Jorts, UK Basketball Bring Louisville, Lexington Mayors Together

January 5, 2011
By David M. F. Schankula

Last Friday, John Calipari’s University of Kentucky Wildcats demolished Rick Pitino’s Louisville Cardinals in a good ol’ game of RichieFarmerBall — thanks in large part to the play of Jorts’ lack of facial hair.

The rivalry game usually brings an outpouring of animosity between the state’s two largest cities and, of course, Kentucky fans relished in the defeat of Louisville… but this year, there was much more at stake than simple bragging rights.

Lexington and Louisville both have new mayors — Lexington for the first time in four long years and Louisville for the first time in modern history.

These two new Mayors — Jim Gray in Lex and Greg Fischer in L’ville — watched Friday’s game together and placed a friendly wager on the outcome.

Had Pitino won, Jim Gray would have been forced to decorate his new Mayoral desk with a Louisville Cardinal.

But Rick Pitino did not win. So… here’s a picture of Greg Fischer’s desk up in Louisville:

Mayor Fischer will spend his first week in office in the state’s key economic portal with that little Wildcat rooting him on.

And for good reason. As Tom Eblen detailed in this past Sunday’s Herald-Leader, Gray and Fischer have similar backgrounds (Businessman-Mayor’s with progressive politics and sound judgment), and their simultaneous elections and mutual understanding of 21st Century economics may just usher in a new (and long overdue) age of regional cooperation:

Anyone who has lived in Kentucky very long knows Lexington and Louisville are separated by much more than 75 miles of Interstate 64 and a blue vs. red college sports rivalry.

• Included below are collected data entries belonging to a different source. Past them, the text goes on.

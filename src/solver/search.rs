//! Best-guess search
//!
//! Every candidate guess is ranked against the candidate solutions and the
//! guesses sharing the lowest rank are kept. Guesses that could themselves be
//! the answer are ranked first. If one of them already leaves a single
//! solution in the worst case, nothing else can beat it and the search stops.

use super::progress::{Progress, run_with_progress};
use super::rank::{GuessRank, Rank, rank_guess};
use crate::cache::ResultCache;
use crate::candidates::{GuessCandidates, SolutionCandidates};
use crate::core::{Feedback, Turn, Word};
use crate::error::{Error, Result};
use log::debug;
use rayon::prelude::*;
use std::collections::BTreeMap;
use std::fmt;
use std::num::NonZeroUsize;
use std::str::FromStr;
use std::time::Instant;

/// Guesses per rayon work item
const MIN_CHUNK: usize = 64;

/// How guess ranking is spread across threads
#[derive(Debug, Clone, Copy, PartialEq, Eq, Default)]
pub enum Parallelism {
    /// Rank on the calling thread
    Off,
    /// Use the global rayon pool
    #[default]
    Auto,
    /// Use a dedicated pool of this many threads
    Threads(NonZeroUsize),
}

impl FromStr for Parallelism {
    type Err = String;

    fn from_str(s: &str) -> Result<Self, Self::Err> {
        match s.trim().to_ascii_lowercase().as_str() {
            "off" => Ok(Self::Off),
            "auto" => Ok(Self::Auto),
            n => n
                .parse::<NonZeroUsize>()
                .map(Self::Threads)
                .map_err(|_| format!("expected off, auto or a thread count, got {s:?}")),
        }
    }
}

impl fmt::Display for Parallelism {
    fn fmt(&self, f: &mut fmt::Formatter<'_>) -> fmt::Result {
        match self {
            Self::Off => f.write_str("off"),
            Self::Auto => f.write_str("auto"),
            Self::Threads(n) => write!(f, "{n}"),
        }
    }
}

/// Knobs for [`best_guesses`]
#[derive(Debug, Clone, Copy, Default)]
pub struct SearchOptions {
    pub parallelism: Parallelism,
    /// Draw a progress bar on a terminal
    pub progress: bool,
}

/// The best guesses for a position, each with the feedback of its worst case
#[derive(Debug, Clone, PartialEq)]
pub struct BestGuesses {
    pub rank: Rank,
    /// Alphabetical
    pub guesses: Vec<Word>,
    /// `foils[i]` belongs to `guesses[i]`
    pub foils: Vec<Feedback>,
}

impl BestGuesses {
    /// Build from guesses and foils, sorting by guess
    ///
    /// # Panics
    /// Panics if the lists differ in length or are empty
    #[must_use]
    pub fn new(rank: Rank, pairs: impl IntoIterator<Item = (Word, Feedback)>) -> Self {
        let sorted: BTreeMap<Word, Feedback> = pairs.into_iter().collect();
        assert!(!sorted.is_empty(), "best guesses need at least one guess");
        let (guesses, foils) = sorted.into_iter().unzip();
        Self {
            rank,
            guesses,
            foils,
        }
    }

    #[must_use]
    pub fn len(&self) -> usize {
        self.guesses.len()
    }

    #[must_use]
    pub fn is_empty(&self) -> bool {
        self.guesses.is_empty()
    }

    /// The alphabetically first guess and its foil
    #[must_use]
    pub fn first(&self) -> (Word, Feedback) {
        (self.guesses[0], self.foils[0])
    }

    pub fn iter(&self) -> impl Iterator<Item = (Word, Feedback)> + '_ {
        self.guesses.iter().copied().zip(self.foils.iter().copied())
    }
}

/// Access to the cache for one search
pub struct CacheSlot<'a> {
    pub cache: &'a mut ResultCache,
    /// Turns played so far, the cache key
    pub turns: &'a [Turn],
}

/// Find the guesses with the lowest minimax rank
///
/// Dominated guesses are removed from `guesses` first, using the letters no
/// remaining solution contains. With a cache slot the result is looked up by
/// the turns played and saved after a miss.
///
/// # Errors
/// Returns `Error::MismatchedContext` when the sets belong to different
/// variants, `Error::NoSolutions` or `Error::NoGuesses` when either set is
/// empty, and cache or thread-pool errors.
pub fn best_guesses(
    guesses: &mut GuessCandidates,
    solutions: &SolutionCandidates,
    options: &SearchOptions,
    mut cache: Option<CacheSlot<'_>>,
) -> Result<BestGuesses> {
    if guesses.variant() != solutions.variant() {
        return Err(Error::MismatchedContext {
            guesses: guesses.variant().clone(),
            solutions: solutions.variant().clone(),
        });
    }
    if solutions.is_empty() {
        return Err(Error::NoSolutions);
    }

    let start = Instant::now();
    let before = guesses.len();
    let removed = guesses.eliminate_dominated(solutions.excluded_letters());
    debug!(
        "eliminated {removed} of {before} guesses in {:.3?}",
        start.elapsed()
    );

    if guesses.is_empty() {
        return Err(Error::NoGuesses);
    }

    if let Some(slot) = cache.as_mut() {
        if let Some(hit) = slot.cache.load(slot.turns)? {
            debug!("cache hit after {} turns", slot.turns.len());
            return Ok(hit);
        }
        debug!("cache miss after {} turns", slot.turns.len());
    }

    let start = Instant::now();
    let best = search(guesses, solutions, options)?;
    debug!(
        "ranked {} guesses against {} solutions in {:.3?}, best {:?}",
        guesses.len(),
        solutions.len(),
        start.elapsed(),
        best.rank
    );

    if let Some(slot) = cache {
        if solutions.len() >= 3 {
            slot.cache.save(slot.turns, &best)?;
        }
    }

    Ok(best)
}

fn search(
    guesses: &GuessCandidates,
    solutions: &SolutionCandidates,
    options: &SearchOptions,
) -> Result<BestGuesses> {
    let pool = guesses.pool();
    let likely: Vec<Word> = solutions.iter().filter(|w| guesses.contains(w)).collect();

    let work = |progress: &Progress| -> Result<Best> {
        let mut best = rank_all(
            likely.len(),
            |i| Some(likely[i]),
            solutions,
            options.parallelism,
            progress,
        )?;

        if best.rank.is_none_or(|rank| rank.worst() > 1) {
            let rest = rank_all(
                pool.len(),
                |i| Some(pool.get(i)).filter(|word| !solutions.contains(word)),
                solutions,
                options.parallelism,
                progress,
            )?;
            best = best.merge(rest);
        }
        Ok(best)
    };

    let best = run_with_progress(pool.len(), options.progress, work)?;
    best.finish(solutions).ok_or(Error::NoGuesses)
}

fn rank_all<F>(
    len: usize,
    guess_at: F,
    solutions: &SolutionCandidates,
    parallelism: Parallelism,
    progress: &Progress,
) -> Result<Best>
where
    F: Fn(usize) -> Option<Word> + Sync,
{
    let rank = |guess: Word| {
        progress.tick();
        rank_guess(solutions, &guess)
    };

    let parallel = || {
        (0..len)
            .into_par_iter()
            .with_min_len(MIN_CHUNK)
            .filter_map(&guess_at)
            .map(rank)
            .fold(Best::default, Best::offer)
            .reduce(Best::default, Best::merge)
    };

    match parallelism {
        Parallelism::Off => Ok((0..len)
            .filter_map(&guess_at)
            .map(rank)
            .fold(Best::default(), Best::offer)),
        Parallelism::Auto => Ok(parallel()),
        Parallelism::Threads(threads) => {
            let pool = rayon::ThreadPoolBuilder::new()
                .num_threads(threads.get())
                .build()?;
            Ok(pool.install(parallel))
        }
    }
}

/// Running minimum over ranked guesses
///
/// Guesses are kept in a map so merging partial results is order independent.
#[derive(Debug, Default)]
struct Best {
    rank: Option<Rank>,
    guesses: BTreeMap<Word, Feedback>,
}

impl Best {
    fn offer(mut self, ranked: GuessRank) -> Self {
        match self.rank.map(|rank| ranked.rank.cmp(&rank)) {
            Some(std::cmp::Ordering::Greater) => {}
            Some(std::cmp::Ordering::Equal) => {
                self.guesses.insert(ranked.guess, ranked.foil);
            }
            Some(std::cmp::Ordering::Less) | None => {
                self.rank = Some(ranked.rank);
                self.guesses.clear();
                self.guesses.insert(ranked.guess, ranked.foil);
            }
        }
        self
    }

    fn merge(mut self, mut other: Self) -> Self {
        match (self.rank, other.rank) {
            (_, None) => self,
            (None, Some(_)) => other,
            (Some(mine), Some(theirs)) => match mine.cmp(&theirs) {
                std::cmp::Ordering::Less => self,
                std::cmp::Ordering::Greater => other,
                std::cmp::Ordering::Equal => {
                    self.guesses.append(&mut other.guesses);
                    self
                }
            },
        }
    }

    /// Prefer guesses that could be the answer, when any tie for best
    fn finish(self, solutions: &SolutionCandidates) -> Option<BestGuesses> {
        let rank = self.rank?;
        let mut guesses = self.guesses;
        if guesses.keys().any(|guess| solutions.contains(guess)) {
            guesses.retain(|guess, _| solutions.contains(guess));
        }
        Some(BestGuesses::new(rank, guesses))
    }
}

#[cfg(test)]
mod tests {
    use super::*;
    use crate::core::Variant;

    fn word(text: &str) -> Word {
        Word::new(text).unwrap()
    }

    fn words(list: &[&str]) -> Vec<Word> {
        list.iter().map(|w| word(w)).collect()
    }

    fn sets(guesses: &[&str], solutions: &[&str]) -> (GuessCandidates, SolutionCandidates) {
        let variant = Variant::new("test", 5);
        (
            GuessCandidates::explicit(variant.clone(), words(guesses)).unwrap(),
            SolutionCandidates::new(variant, words(solutions)).unwrap(),
        )
    }

    fn run(guesses: &[&str], solutions: &[&str], parallelism: Parallelism) -> BestGuesses {
        let (mut guesses, solutions) = sets(guesses, solutions);
        let options = SearchOptions {
            parallelism,
            progress: false,
        };
        best_guesses(&mut guesses, &solutions, &options, None).unwrap()
    }

    #[test]
    fn parallelism_parses() {
        assert_eq!("off".parse(), Ok(Parallelism::Off));
        assert_eq!("AUTO".parse(), Ok(Parallelism::Auto));
        assert_eq!(
            "4".parse(),
            Ok(Parallelism::Threads(NonZeroUsize::new(4).unwrap()))
        );
        assert!("0".parse::<Parallelism>().is_err());
        assert!("many".parse::<Parallelism>().is_err());
    }

    #[test]
    fn solution_priority_override() {
        // "bongo" separates blade and glade as well as either of them does
        let best = run(
            &["blade", "glade", "bongo", "zzzzz"],
            &["blade", "glade"],
            Parallelism::Off,
        );
        assert_eq!(best.rank, Rank::new(1, 2));
        assert_eq!(best.guesses, words(&["blade", "glade"]));
        assert_eq!(best.foils.len(), best.guesses.len());
    }

    #[test]
    fn tie_prefers_possible_answers() {
        let (_, solutions) = sets(&[], &["blade", "glade"]);
        let ranked = |guess: &str| rank_guess(&solutions, &word(guess));

        let best = Best::default()
            .offer(ranked("bongo"))
            .merge(Best::default().offer(ranked("glade")))
            .offer(ranked("blade"));
        assert_eq!(best.guesses.len(), 3);

        let finished = best.finish(&solutions).unwrap();
        assert_eq!(finished.guesses, words(&["blade", "glade"]));
        assert_eq!(finished.foils[0].to_string(), "bgggg");
    }

    #[test]
    fn ghost_scenario() {
        let best = run(
            &["close", "pound", "ghost"],
            &["close", "pound", "ghost"],
            Parallelism::Off,
        );
        assert_eq!(best.rank, Rank::new(1, 3));
        assert!(best.guesses.contains(&word("ghost")));
    }

    #[test]
    fn non_solution_guess_kept_when_it_alone_is_best() {
        // Against three words sharing "_ight", only "fmnxx" tells all of them apart
        let best = run(
            &["fight", "might", "night", "fmnxx"],
            &["fight", "might", "night"],
            Parallelism::Off,
        );
        assert_eq!(best.rank, Rank::new(1, 3));
        assert_eq!(best.guesses, words(&["fmnxx"]));
    }

    #[test]
    fn sequential_and_parallel_agree() {
        let guesses = [
            "crane", "crate", "grate", "irate", "slate", "speed", "abide", "erase", "steed",
            "eerie", "geese", "close", "pound", "ghost", "fight", "might", "night", "right",
            "sight", "tight", "light", "wight", "bight",
        ];
        let solutions = &guesses[..18];
        let off = run(&guesses, solutions, Parallelism::Off);
        let auto = run(&guesses, solutions, Parallelism::Auto);
        let two = run(
            &guesses,
            solutions,
            Parallelism::Threads(NonZeroUsize::new(2).unwrap()),
        );
        assert_eq!(off, auto);
        assert_eq!(off, two);
    }

    #[test]
    fn mismatched_context_is_rejected() {
        let mut guesses = GuessCandidates::explicit(Variant::new("one", 5), words(&["crane"])).unwrap();
        let solutions = SolutionCandidates::new(Variant::new("two", 5), words(&["crane"])).unwrap();
        let result = best_guesses(&mut guesses, &solutions, &SearchOptions::default(), None);
        assert!(matches!(result, Err(Error::MismatchedContext { .. })));
    }

    #[test]
    fn empty_sets_are_rejected() {
        let (mut guesses, solutions) = sets(&["crane"], &[]);
        let result = best_guesses(&mut guesses, &solutions, &SearchOptions::default(), None);
        assert!(matches!(result, Err(Error::NoSolutions)));

        let (mut guesses, solutions) = sets(&[], &["crane"]);
        let result = best_guesses(&mut guesses, &solutions, &SearchOptions::default(), None);
        assert!(matches!(result, Err(Error::NoGuesses)));
    }

    #[test]
    fn best_guesses_sorted_and_deduplicated() {
        let best = BestGuesses::new(
            Rank::new(1, 2),
            [
                (word("slate"), "bbbbb".parse().unwrap()),
                (word("crane"), "bbbbb".parse().unwrap()),
                (word("slate"), "bbbbb".parse().unwrap()),
            ],
        );
        assert_eq!(best.guesses, words(&["crane", "slate"]));
        assert_eq!(best.first().0, word("crane"));
    }

    #[test]
    fn unconstrained_guesses() {
        let variant = Variant::new("test", 3);
        let mut guesses = GuessCandidates::unconstrained(variant.clone());
        let solutions = SolutionCandidates::new(variant, words(&["abc", "abd", "abe"])).unwrap();
        let best = best_guesses(&mut guesses, &solutions, &SearchOptions::default(), None).unwrap();
        assert_eq!(best.rank.worst(), 1);
        // Letters no solution uses were eliminated from the guesses
        assert!(
            best.guesses
                .iter()
                .all(|g| g.letters().iter().all(|l| b"abcde".contains(l)))
        );
    }
}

The state’s two largest cities have always been insular in ways that no longer make economic sense. That is because success in a 21st-century global economy can be as much about collaboration as competition — and a lot more about regions than cities.

Kentucky’s business and civic leaders have been slowly coming around to this idea. But the election of new mayors with similar backgrounds, outlooks and goals could be a game-changer.

Be sure to read Eblen’s entire article… the possible cooperation between these two cities as the next four years unfold is definitely worth watching. Outside the pure righteousness of coal, the entire state’s economy may well depend on these two Mayor’s forging a more perfect commonwealth.